Rousey explained on Tuesday that she proposed the Carano fight to UFC CEO Dana White as the final pay-per-view event before the UFC switches to a new streaming deal with Paramount. White suggested a new year, but Carano said he needed more time to reach peak fighting condition.
“I think it was fate,” Rousey said. “It was meant to be. It was meant to push us to the other side.”
That’s because Rousey had a bone to pick with the UFC’s new owners. She was happy to do so, saying on the microphone on Tuesday that “they need to be saved from themselves” and criticizing the low salaries of most of the promoted players.
Rousey added that White was “legally held in trust by his shareholders and maximized shareholder value” and that TKO “took the reins of the company away from him.”
“The UFC used to be the best place to be in combat sports to make a living and get paid a fair wage, but now it’s become one of the worst places to go anymore,” Rousey said.
“This is why so many top athletes leave to go and find money elsewhere. It’s why champions like Valentina (Shevchenko) sell t-shirt photos on OnlyFans. Many of these people are grounded and can’t even support their families. They are fighting full time, living at poverty level.”
The UFC set a new precedent by signing a seven-year, $7.7 billion deal with Paramount for live rights, which Rousey emphasized while advocating for higher pay for fighters.
“This company just got $7.7 billion.

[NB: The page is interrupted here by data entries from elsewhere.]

use std::path::PathBuf;

use chrono::{Local, NaiveDate, NaiveTime};
use ratatui::widgets::ListState;
use tokio::task::JoinHandle;
use tracing::{info, warn};

use healthdesk_core::appointments::{
    self, AppointmentSummary, ConsultationType, Department, Gender, NewAppointment,
};
use healthdesk_core::config::{DataPaths, MAX_RECORD_SECONDS, MIN_RECORD_SECONDS};
use healthdesk_core::consult::resolve_question;
use healthdesk_core::dashboard::{self, Activity, DashboardStats, Share};
use healthdesk_core::imaging::{self, ImageUpload};
use healthdesk_core::pharmacy::{self, Cart, Medicine, MAX_QTY};
use healthdesk_core::prescriptions::{self, Prescription};
use healthdesk_core::reports::{self, NewReport, Report, ReportType};
use healthdesk_core::state::VISIBLE_HISTORY;
use healthdesk_core::tts::{self, GoogleTts};
use healthdesk_core::voice::{AudioUpload, Recorder};
use healthdesk_core::{
    auth, ChatHistory, Config, ConsultationMode, DeskError, DeskResult, Exchange, GeminiClient,
    HealthDb, Language, Session,
};

use crate::form::{Field, Form};

#[derive(Debug, Clone, Copy, PartialEq, Eq)]
pub enum Screen {
    Login,
    Signup,
    Main,
}

#[derive(Debug, Clone, Copy, PartialEq, Eq)]
pub enum Tab {
    Consult,
    Imaging,
    Reports,
    Appointments,
    Pharmacy,
    Dashboard,
}

impl Tab {
    pub fn all() -> [Tab; 6] {
        [
            Tab::Consult,
            Tab::Imaging,
            Tab::Reports,
            Tab::Appointments,
            Tab::Pharmacy,
            Tab::Dashboard,
        ]
    }

    pub fn title(&self) -> &'static str {
        match self {
            Tab::Consult => "Voice Consultation",
            Tab::Imaging => "Image Analysis",
            Tab::Reports => "Medical Reports",
            Tab::Appointments => "Appointments",
            Tab::Pharmacy => "Prescriptions & Pharmacy",
            Tab::Dashboard => "Health Dashboard",
        }
    }

    pub fn index(&self) -> usize {
        Tab::all().iter().position(|t| t == self).unwrap_or(0)
    }
}

#[derive(Debug, Clone, Copy, PartialEq, Eq)]
pub enum InputMode {
    Normal,
    Editing,
}

/// Which pane of a multi-pane tab receives navigation keys
#[derive(Debug, Clone, Copy, PartialEq, Eq)]
pub enum PaneFocus {
    Form,
    Records,
    Catalog,
}

#[derive(Debug, Clone, Copy, PartialEq, Eq)]
pub enum StatusLevel {
    Info,
    Success,
    Warning,
    Error,
}

#[derive(Debug, Clone)]
pub struct Status {
    pub level: StatusLevel,
    pub text: String,
}

#[derive(Debug, Clone, Copy, PartialEq, Eq)]
pub enum TranscriptSource {
    Microphone,
    Upload,
}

There’s no reason, for example, that they can’t afford to pay their athletes at least a living wage, so that it can at least match what these athletes are making in other sports,” she said.
“Why would they expect to bring the best fighters and the most ambitious kids who want to be something into MMA? Why not boxing, soccer, any other field? So they’re shedding talent because of short-term greed. They’re thinking about the next quarter, they’re thinking about shareholders, but they’re not thinking about their responsibility as stewards of the future of the sport.”
Rousey, 39, won her first 12 MMA fights and captured the UFC women’s bantamweight belt before losing her last two to Holly Holm and Amanda Nunes.
Carano, 43, is 7-1 in his MMA career and has not fought since 2009.